The Many Faces Of Fear

Certainly a hard, painful injury sustained while riding can make the whole subsequent riding experience less carefree, that`s just a normal reaction. One moment you are happily riding, and seemingly the next, you`re in a hospital bed, maybe in a cast, maybe in a halo, certainly, though, not where you wanted or expected to be. Now what?

Fear, it seems to me, is based upon the apprehension that something bad is either apt to happen, or, worse, about to happen. So if riding a horse makes you afraid, what, if anything, can be done to lessen or eliminate that fear?

Partly, I think, fear afflicts some people much more, about all sorts of things, than it does others. Not everyone is cut out to be a high risk taker. Not everyone can jump big fences from a fast gallop, just as not everyone can jump out of airplanes.

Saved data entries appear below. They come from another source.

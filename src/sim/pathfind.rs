//! Breadth-first search over open maze tiles
//!
//! Movement between tiles is 4-directional. Every query fails soft: bad
//! endpoints or unreachable goals produce an empty path, never an error.

use std::collections::{HashSet, VecDeque};

use rand::Rng;

use super::grid::{Grid, TilePos};
use crate::consts::{MAZE_MID, MAZE_SIZE};

/// Attempts made when sampling a random open cell
const RANDOM_CELL_ATTEMPTS: usize = 500;

/// Row-major index for an in-bounds tile
fn index(tile: TilePos) -> Option<usize> {
    tile.in_bounds()
        .then(|| tile.y as usize * MAZE_SIZE + tile.x as usize)
}

/// Shortest 4-connected path from `start` to `goal`, both ends included.
///
/// Empty when either end is outside the grid, not open, or unreachable.
pub fn bfs_path(grid: &Grid, start: TilePos, goal: TilePos) -> Vec<TilePos> {
    if !grid.is_open(start) || !grid.is_open(goal) {
        return Vec::new();
    }

    let mut prev: Vec<Option<TilePos>> = vec![None; MAZE_SIZE * MAZE_SIZE];
    let mut seen = vec![false; MAZE_SIZE * MAZE_SIZE];
    let mut queue = VecDeque::from([start]);
    if let Some(i) = index(start) {
        seen[i] = true;
    }

    while let Some(cell) = queue.pop_front() {
        if cell == goal {
            break;
        }
        for next in cell.neighbors() {
            let Some(i) = index(next) else {
                continue;
            };
            if seen[i] || !grid.is_open(next) {
                continue;
            }
            seen[i] = true;
            prev[i] = Some(cell);
            queue.push_back(next);
        }
    }

    if !index(goal).is_some_and(|i| seen[i]) {
        return Vec::new();
    }

    let mut path = vec![goal];
    let mut cur = goal;
    while let Some(p) = index(cur).and_then(|i| prev[i]) {
        path.push(p);
        cur = p;
    }
    path.reverse();
    path
}

/// Number of steps between two tiles, `None` if unreachable
pub fn bfs_distance(grid: &Grid, start: TilePos, goal: TilePos) -> Option<usize> {
    let path = bfs_path(grid, start, goal);
    (!path.is_empty()).then(|| path.len() - 1)
}

/// Closest open tile by grid flood fill, walls included in the search.
///
/// Out-of-grid starts search from the centre.
pub fn find_nearest_open_cell(grid: &Grid, start: TilePos) -> Option<TilePos> {
    if grid.is_open(start) {
        return Some(start);
    }
    let origin = if start.in_bounds() {
        start
    } else {
        TilePos::new(MAZE_MID, MAZE_MID)
    };

    let mut seen = vec![false; MAZE_SIZE * MAZE_SIZE];
    let mut queue = VecDeque::from([origin]);
    if let Some(i) = index(origin) {
        seen[i] = true;
    }

    while let Some(cell) = queue.pop_front() {
        if grid.is_open(cell) {
            return Some(cell);
        }
        for next in cell.neighbors() {
            let Some(i) = index(next) else {
                continue;
            };
            if !seen[i] {
                seen[i] = true;
                queue.push_back(next);
            }
        }
    }
    None
}

/// Random open tile away from the exit band (two cells from the edge)
pub fn random_open_cell(grid: &Grid, rng: &mut impl Rng) -> Option<TilePos> {
    let size = MAZE_SIZE as i32;
    (0..RANDOM_CELL_ATTEMPTS).find_map(|_| {
        let tile = TilePos::new(rng.random_range(0..size), rng.random_range(0..size));
        (grid.is_open(tile) && !tile.in_border(2)).then_some(tile)
    })
}

/// Every open tile connected to `start`
pub fn reachable_from(grid: &Grid, start: TilePos) -> HashSet<TilePos> {
    let mut seen = HashSet::new();
    if !grid.is_open(start) {
        return seen;
    }
    let mut queue = VecDeque::from([start]);
    seen.insert(start);
    while let Some(cell) = queue.pop_front() {
        for next in cell.neighbors() {
            if grid.is_open(next) && seen.insert(next) {
                queue.push_back(next);
            }
        }
    }
    seen
}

So if taking big risks isn`t something that appeals to you, I guess I`d ask myself what propels me to push so far out of my comfort zone, and who I`m doing it for, and why.

Because, as Jack Le Goff, my former USET coach once explained to us, there are at least two kinds of fear, the real physical fear of imminent injury or death, and the fear of failure, often in some public place or situation. A good example of the first would be that you are a passenger in a car being driven by a drunk driver, speeding recklessly along a narrow road overlooking a 500 foot cliff to rocks below.

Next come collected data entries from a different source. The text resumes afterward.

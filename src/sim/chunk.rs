//! Chunks and the resident chunk set
//!
//! A chunk's layout is a pure function of its coordinate, so evicting one far
//! from play and rebuilding it later loses only its runtime state (heat,
//! broken walls, picked coins, cleared flag).

use std::collections::{BTreeMap, BTreeSet};

use glam::Vec2;
use rand::Rng;
use serde::{Deserialize, Serialize};

use super::grid::{ChunkCoord, Grid, TilePos};
use super::maze::{self, MazeParams};
use super::rng;
use super::walls::{BrokenWall, WallHeat};
use crate::consts::MAZE_SIZE;

/// Attempts per coin when looking for a free cell
const COIN_PLACEMENT_ATTEMPTS: usize = 250;
/// Minimum spacing between coins
const COIN_SPACING: f32 = 0.8;

/// A collectible coin; picked coins stay picked for the chunk's lifetime
#[derive(Debug, Clone, Copy, PartialEq, Serialize, Deserialize)]
pub struct Coin {
    pub pos: Vec2,
    pub picked: bool,
}

/// One maze screen of the world
#[derive(Debug, Clone, PartialEq, Serialize, Deserialize)]
pub struct Chunk {
    pub coord: ChunkCoord,
    pub grid: Grid,
    pub wall_heat: BTreeMap<TilePos, WallHeat>,
    pub broken_walls: BTreeMap<TilePos, BrokenWall>,
    /// Tiles whose gunpowder has already been collected
    pub gunpowder_spent: BTreeSet<TilePos>,
    pub coins: Vec<Coin>,
    /// Set once the player has left through any edge
    pub cleared: bool,
}

impl Chunk {
    /// Generate a fresh chunk
    pub fn generate(coord: ChunkCoord, params: &MazeParams, coin_bonus: f64) -> Self {
        let grid = maze::generate(coord, params);
        let coins = generate_coins(coord, &grid, coin_bonus);
        Self {
            coins,
            ..Self::from_grid(coord, grid)
        }
    }

    /// Wrap an existing grid with empty runtime state
    pub fn from_grid(coord: ChunkCoord, grid: Grid) -> Self {
        Self {
            coord,
            grid,
            wall_heat: BTreeMap::new(),
            broken_walls: BTreeMap::new(),
            gunpowder_spent: BTreeSet::new(),
            coins: Vec::new(),
            cleared: false,
        }
    }
}

/// Seeded coin layout: 0-3 coins by default, more with the spawn bonus
pub fn generate_coins(coord: ChunkCoord, grid: &Grid, coin_bonus: f64) -> Vec<Coin> {
    let mut rng = rng::coin_rng(coord);
    let mult = 1.0 + coin_bonus.clamp(0.0, 3.0);
    let max_coins = ((3.0 * mult).floor() as usize).max(3);
    let count = ((rng.random::<f64>() * 4.0 * mult).floor() as usize).min(max_coins);
    let size = MAZE_SIZE as i32;

    let mut coins: Vec<Coin> = Vec::with_capacity(count);
    for _ in 0..count {
        for _ in 0..COIN_PLACEMENT_ATTEMPTS {
            let tile = TilePos::new(rng.random_range(0..size), rng.random_range(0..size));
            if !grid.is_open(tile) || tile.in_border(2) {
                continue;
            }
            let pos = tile.center();
            if coins.iter().any(|c| c.pos.distance_squared(pos) < COIN_SPACING * COIN_SPACING) {
                continue;
            }
            coins.push(Coin { pos, picked: false });
            break;
        }
    }
    coins
}

/// Resident chunks keyed by coordinate
#[derive(Debug, Clone, Default, Serialize, Deserialize)]
pub struct ChunkStore {
    chunks: BTreeMap<ChunkCoord, Chunk>,
}

impl ChunkStore {
    pub fn new() -> Self {
        Self::default()
    }

    pub fn len(&self) -> usize {
        self.chunks.len()
    }

    pub fn is_empty(&self) -> bool {
        self.chunks.is_empty()
    }

    pub fn contains(&self, coord: ChunkCoord) -> bool {
        self.chunks.contains_key(&coord)
    }

    pub fn get(&self, coord: ChunkCoord) -> Option<&Chunk> {
        self.chunks.get(&coord)
    }

    pub fn get_mut(&mut self, coord: ChunkCoord) -> Option<&mut Chunk> {
        self.chunks.get_mut(&coord)
    }

    /// Existing chunk, or a freshly generated one
    pub fn get_or_create(&mut self, coord: ChunkCoord, params: &MazeParams, coin_bonus: f64) -> &mut Chunk {
        self.chunks
            .entry(coord)
            .or_insert_with(|| Chunk::generate(coord, params, coin_bonus))
    }

    /// Generate every chunk within `view_radius` rows of `center`, all columns
    pub fn ensure_visible(&mut self, center: ChunkCoord, view_radius: i32, params: &MazeParams, coin_bonus: f64) {
        let lo = (center.y - view_radius).max(0);
        for y in lo..=center.y + view_radius {
            for x in 0..params.chunk_cols {
                self.get_or_create(ChunkCoord::new(x, y), params, coin_bonus);
            }
        }
    }

    /// Once more than `threshold` chunks are resident, drop rows farther than
    /// `keep_radius` from `center`. Returns the number evicted.
    pub fn evict_far(&mut self, center: ChunkCoord, keep_radius: i32, threshold: usize) -> usize {
        if self.chunks.len() <= threshold {
            return 0;
        }
        let before = self.chunks.len();
        self.chunks
            .retain(|coord, _| (coord.y - center.y).abs() <= keep_radius);
        let evicted = before - self.chunks.len();
        if evicted > 0 {
            log::debug!("Evicted {evicted} chunks around {center}");
        }
        evicted
    }

    pub fn iter(&self) -> impl Iterator<Item = &Chunk> {
        self.chunks.values()
    }
}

The second might be the fear felt by someone about to come on stage to speak before a large audience, with television cameras, and public scrutiny. This second kind can feel almost as debilitating as the first, although the potential results are far less deadly.

So I would think that the first, the physical fear of riding injury, is greatly contingent upon the temperament of the horse you`re sitting on, and upon what you are doing. There are horses so quiet that you have to kick them to get them to walk. They stand like rocks as you mount. They`d PREFER to stand like rocks when you ride. Taking one of these for a walking trail ride is almost like sitting on your couch, except that you probably don`t have to cluck to your couch.

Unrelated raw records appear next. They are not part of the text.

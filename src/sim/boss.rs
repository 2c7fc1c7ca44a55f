//! Boss encounter on every 20th floor
//!
//! The boss sits in the centre of a fixed arena and every few seconds rolls
//! one of five attacks: beam patterns from its centre, or telegraphed tile
//! blasts across the grid. Beams warn for longer while it is healthy.

use std::f32::consts::{FRAC_PI_2, FRAC_PI_4};

use glam::Vec2;
use rand::Rng;
use rand::seq::SliceRandom;
use serde::{Deserialize, Serialize};

use super::grid::{ChunkCoord, EntryDir, TilePos};
use super::state::{GameEvent, GameState, HitSource, Mode, PendingEnter};
use crate::consts::{BOSS_CENTER, MAZE_SIZE};

/// Beam reach from the boss centre
pub const LASER_LENGTH: f32 = 10.0;
/// Player distance from a tile centre that counts as standing on it
const BLAST_HIT_RADIUS: f32 = 0.5;
const BLAST_WARN_MS: f64 = 1500.0;
const SWEEP_STEP_MS: f64 = 500.0;
const SCATTER_JITTER_MS: u32 = 800;
const SCATTER_FRACTION: f64 = 0.35;
/// Missile inventory the boss tops up to
const MISSILE_SUPPLY_CAP: u32 = 5;
const BOSS_DEFEAT_SCORE: f64 = 1000.0;
const BOSS_COINS_PER_FLOOR: u64 = 3;

#[derive(Debug, Clone, Copy, PartialEq, Eq, Serialize, Deserialize)]
pub enum BossPattern {
    AxisBeams,
    DiagonalBeams,
    Chessboard,
    /// Rows or columns blasting one after another
    Sweep,
    Scatter,
}

/// A beam cast from `origin` along `angle`
#[derive(Debug, Clone, Copy, PartialEq, Serialize, Deserialize)]
pub struct Laser {
    pub origin: Vec2,
    pub angle: f32,
    pub width: f32,
    pub start_ms: f64,
    pub warn_ms: f64,
    pub life_ms: f64,
}

impl Laser {
    fn new(angle: f32, width: f32, life_ms: f64, start_ms: f64, warn_ms: f64) -> Self {
        Self {
            origin: BOSS_CENTER,
            angle,
            width,
            start_ms,
            warn_ms,
            life_ms,
        }
    }

    /// Past its warning and still burning
    pub fn is_firing(&self, now_ms: f64) -> bool {
        now_ms - self.start_ms > self.warn_ms
    }

    pub fn is_expired(&self, now_ms: f64) -> bool {
        now_ms - self.start_ms > self.warn_ms + self.life_ms
    }

    /// True if `p` lies inside the beam's rectangle
    pub fn covers(&self, p: Vec2) -> bool {
        let dir = Vec2::from_angle(self.angle);
        let rel = p - self.origin;
        let along = rel.dot(dir);
        (0.0..LASER_LENGTH).contains(&along) && rel.perp_dot(dir).abs() < self.width / 2.0
    }
}

#[derive(Debug, Clone, Copy, PartialEq, Eq, Serialize, Deserialize)]
pub enum BlastState {
    /// Not yet telegraphed (staggered sweeps)
    Pending,
    Warning,
    Active,
    Done,
}

/// One telegraphed tile of a blast pattern
#[derive(Debug, Clone, Copy, PartialEq, Serialize, Deserialize)]
pub struct BlastTile {
    pub tile: TilePos,
    pub warn_start_ms: f64,
    pub damage_start_ms: f64,
    pub damage_end_ms: f64,
    pub state: BlastState,
    /// Each tile damages at most once
    pub hit: bool,
}

impl BlastTile {
    fn new(tile: TilePos, warn_start_ms: f64, damage_ms: f64) -> Self {
        let damage_start_ms = warn_start_ms + BLAST_WARN_MS;
        Self {
            tile,
            warn_start_ms,
            damage_start_ms,
            damage_end_ms: damage_start_ms + damage_ms,
            state: BlastState::Pending,
            hit: false,
        }
    }

    pub fn state_at(&self, now_ms: f64) -> BlastState {
        if now_ms < self.warn_start_ms {
            BlastState::Pending
        } else if now_ms < self.damage_start_ms {
            BlastState::Warning
        } else if now_ms < self.damage_end_ms {
            BlastState::Active
        } else {
            BlastState::Done
        }
    }
}

#[derive(Debug, Clone, PartialEq, Serialize, Deserialize)]
pub struct TileAttack {
    pub pattern: BossPattern,
    pub tiles: Vec<BlastTile>,
}

#[derive(Debug, Clone, Default, Serialize, Deserialize)]
pub struct Boss {
    pub active: bool,
    pub chunk: Option<ChunkCoord>,
    pub hp: f32,
    pub max_hp: f32,
    pub last_attack_ms: f64,
    pub last_missile_ms: f64,
    pub lasers: Vec<Laser>,
    pub tile_attacks: Vec<TileAttack>,
}

impl Boss {
    pub fn clear_attacks(&mut self) {
        self.lasers.clear();
        self.tile_attacks.clear();
    }

    /// Beam warning: 3 s at full health down to 0.5 s near death, in 0.5 s steps
    pub fn laser_warn_ms(&self) -> f64 {
        let frac = if self.max_hp > 0.0 {
            f64::from(self.hp / self.max_hp)
        } else {
            1.0
        };
        let t = ((frac - 0.1) / 0.9).clamp(0.0, 1.0);
        let raw_s = 0.5 + 2.5 * t;
        ((raw_s / 0.5).ceil() * 0.5 * 1000.0).round()
    }
}

fn all_tiles() -> impl Iterator<Item = TilePos> {
    let size = MAZE_SIZE as i32;
    (0..size).flat_map(move |y| (0..size).map(move |x| TilePos::new(x, y)))
}

/// Run the encounter for the current chunk
pub fn update(state: &mut GameState) {
    let coord = state.current_chunk;
    if !coord.is_boss_floor() {
        state.boss.active = false;
        return;
    }
    if state.chunks.get(coord).is_none_or(|c| c.cleared) {
        state.boss.active = false;
        state.boss.clear_attacks();
        return;
    }
    if !state.boss.active || state.boss.chunk != Some(coord) {
        start(state, coord);
    }

    let now = state.now_ms;
    if now - state.boss.last_attack_ms > state.tuning.boss_attack_interval_ms {
        state.boss.last_attack_ms = now;
        roll_attack(state);
    }

    update_lasers(state);
    update_tile_attacks(state);

    if now - state.boss.last_missile_ms > state.tuning.boss_missile_respawn_ms {
        state.boss.last_missile_ms = now;
        if state.inventory.missiles < MISSILE_SUPPLY_CAP {
            state.inventory.missiles += 1;
        }
    }
}

fn start(state: &mut GameState, coord: ChunkCoord) {
    let now = state.now_ms;
    let hp = state.tuning.boss_health;
    let boss = &mut state.boss;
    boss.active = true;
    boss.chunk = Some(coord);
    boss.hp = hp;
    boss.max_hp = hp;
    boss.last_attack_ms = now;
    boss.last_missile_ms = now;
    boss.clear_attacks();

    // the chaser sits the fight out
    state.chaser.present = false;
    state.chaser.last_shot_ms = now;
    state.enemy_projectiles.clear();

    log::info!("Boss fight started on floor {}", coord.floor());
    state.push_event(GameEvent::BossStarted { chunk: coord });
}

fn roll_attack(state: &mut GameState) {
    let now = state.now_ms;
    let warn = state.boss.laser_warn_ms();
    let pattern = match state.rng.random_range(0..5) {
        0 => BossPattern::AxisBeams,
        1 => BossPattern::DiagonalBeams,
        2 => BossPattern::Chessboard,
        3 => BossPattern::Sweep,
        _ => BossPattern::Scatter,
    };
    log::debug!("Boss attack {pattern:?}");

    match pattern {
        BossPattern::AxisBeams => {
            state.boss.lasers.extend(
                (0..4).map(|i| Laser::new(i as f32 * FRAC_PI_2, 2.0, 1500.0, now, warn)),
            );
        }
        BossPattern::DiagonalBeams => {
            state.boss.lasers.extend((0..4).map(|i| {
                Laser::new(FRAC_PI_4 + i as f32 * FRAC_PI_2, 1.5, 1200.0, now, warn)
            }));
        }
        BossPattern::Chessboard => {
            let tiles = all_tiles()
                .filter(|t| (t.x + t.y) % 2 == 0)
                .map(|t| BlastTile::new(t, now, 300.0))
                .collect();
            state.boss.tile_attacks.push(TileAttack { pattern, tiles });
        }
        BossPattern::Sweep => {
            let rows = state.rng.random_bool(0.5);
            let tiles = all_tiles()
                .map(|t| {
                    let step = if rows { t.y } else { t.x };
                    BlastTile::new(t, now + f64::from(step) * SWEEP_STEP_MS, 300.0)
                })
                .collect();
            state.boss.tile_attacks.push(TileAttack { pattern, tiles });
        }
        BossPattern::Scatter => {
            let mut pool: Vec<TilePos> = all_tiles().collect();
            pool.shuffle(&mut state.rng);
            let count = (pool.len() as f64 * SCATTER_FRACTION).floor() as usize;
            let tiles = pool
                .into_iter()
                .take(count)
                .map(|t| {
                    let jitter = state.rng.random_range(0..SCATTER_JITTER_MS);
                    BlastTile::new(t, now + f64::from(jitter), 2000.0)
                })
                .collect();
            state.boss.tile_attacks.push(TileAttack { pattern, tiles });
        }
    }
}

fn update_lasers(state: &mut GameState) {
    let now = state.now_ms;
    let player = state.player.pos;
    let lasers = &mut state.boss.lasers;
    lasers.retain(|l| !l.is_expired(now));
    let before = lasers.len();
    lasers.retain(|l| !(l.is_firing(now) && l.covers(player)));
    if lasers.len() < before {
        state.apply_player_hit(HitSource::Laser);
    }
}

fn update_tile_attacks(state: &mut GameState) {
    let now = state.now_ms;
    let player = state.player.pos;
    let mut hit = false;
    for attack in &mut state.boss.tile_attacks {
        for t in &mut attack.tiles {
            t.state = t.state_at(now);
            if t.state == BlastState::Active
                && !t.hit
                && player.distance(t.tile.center()) < BLAST_HIT_RADIUS
            {
                t.hit = true;
                hit = true;
            }
        }
    }
    state
        .boss
        .tile_attacks
        .retain(|a| a.tiles.iter().any(|t| t.state != BlastState::Done));
    if hit {
        state.apply_player_hit(HitSource::TileBlast);
    }
}

/// A missile reached the boss
pub(crate) fn take_damage(state: &mut GameState, amount: f32) {
    if !state.boss.active {
        return;
    }
    state.boss.hp -= amount;
    let hp = state.boss.hp.max(0.0);
    state.push_event(GameEvent::BossHit { hp });
    if state.boss.hp <= 0.0 {
        defeat(state);
    }
}

fn defeat(state: &mut GameState) {
    let now = state.now_ms;
    let coord = state.current_chunk;
    let floor = coord.floor();

    let boss = &mut state.boss;
    boss.active = false;
    boss.hp = 0.0;
    boss.clear_attacks();
    state.boss_kills += 1;
    if let Some(chunk) = state.chunks.get_mut(coord) {
        chunk.cleared = true;
    }
    state.add_score(BOSS_DEFEAT_SCORE);
    state.coins += u64::from(floor) * BOSS_COINS_PER_FLOOR;
    state.enemy_projectiles.clear();

    let cooldown = now + state.tuning.boss_cooldown_ms;
    let c = &mut state.chaser;
    c.present = false;
    c.last_shot_ms = now;
    c.cooldown_until_ms = cooldown;
    c.entry_until_ms = cooldown;

    state.pending_enter = Some(PendingEnter {
        chunk: coord.offset(0, 1),
        entry: EntryDir::South,
    });
    state.mode = Mode::AwaitingReward;

    log::info!("Boss defeated on floor {floor}");
    state.push_event(GameEvent::BossDefeated { chunk: coord });
    state.push_event(GameEvent::RewardOffered { floor });
}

If I was living in fear of starting to ride again after being hurt, this is clearly the way to start riding again. Do this until you are so bored you can`t stand it. If you never get bored, stay there. DO NOT climb on some fresh, or nervous or flighty, or aggressive, or hot one. That`s just stupid. Do you want to be both scared AND stupid?

As for the second kind of fear, the fear of messing up, of failure, of embarrassment, this isn`t so bad. Sure, our 50,000 year old “fight or flight” mechanism can`t really tell the difference between getting eaten by a sabretooth tiger, crushed by a wooly mammoth, or getting twos and threes in dressage, but you actually will survive the most vicious dressage judge.

So assess the source of your fear, and take tiny little steps on the way back. If these tiny little steps make you crazy with boredom, take bigger steps. If they don`t, don`t!

The hardest part isn`t knowing what to do. The hardest part is getting gradually higher and higher octane horses to progress on until you reach the level that makes you at least mildly comfortable. It`s when you skip the in between steps that fear can take over and plunge you down again. So it`s better, I think, unless you are a hard nosed risk taker, to go too slowly rather than too quickly.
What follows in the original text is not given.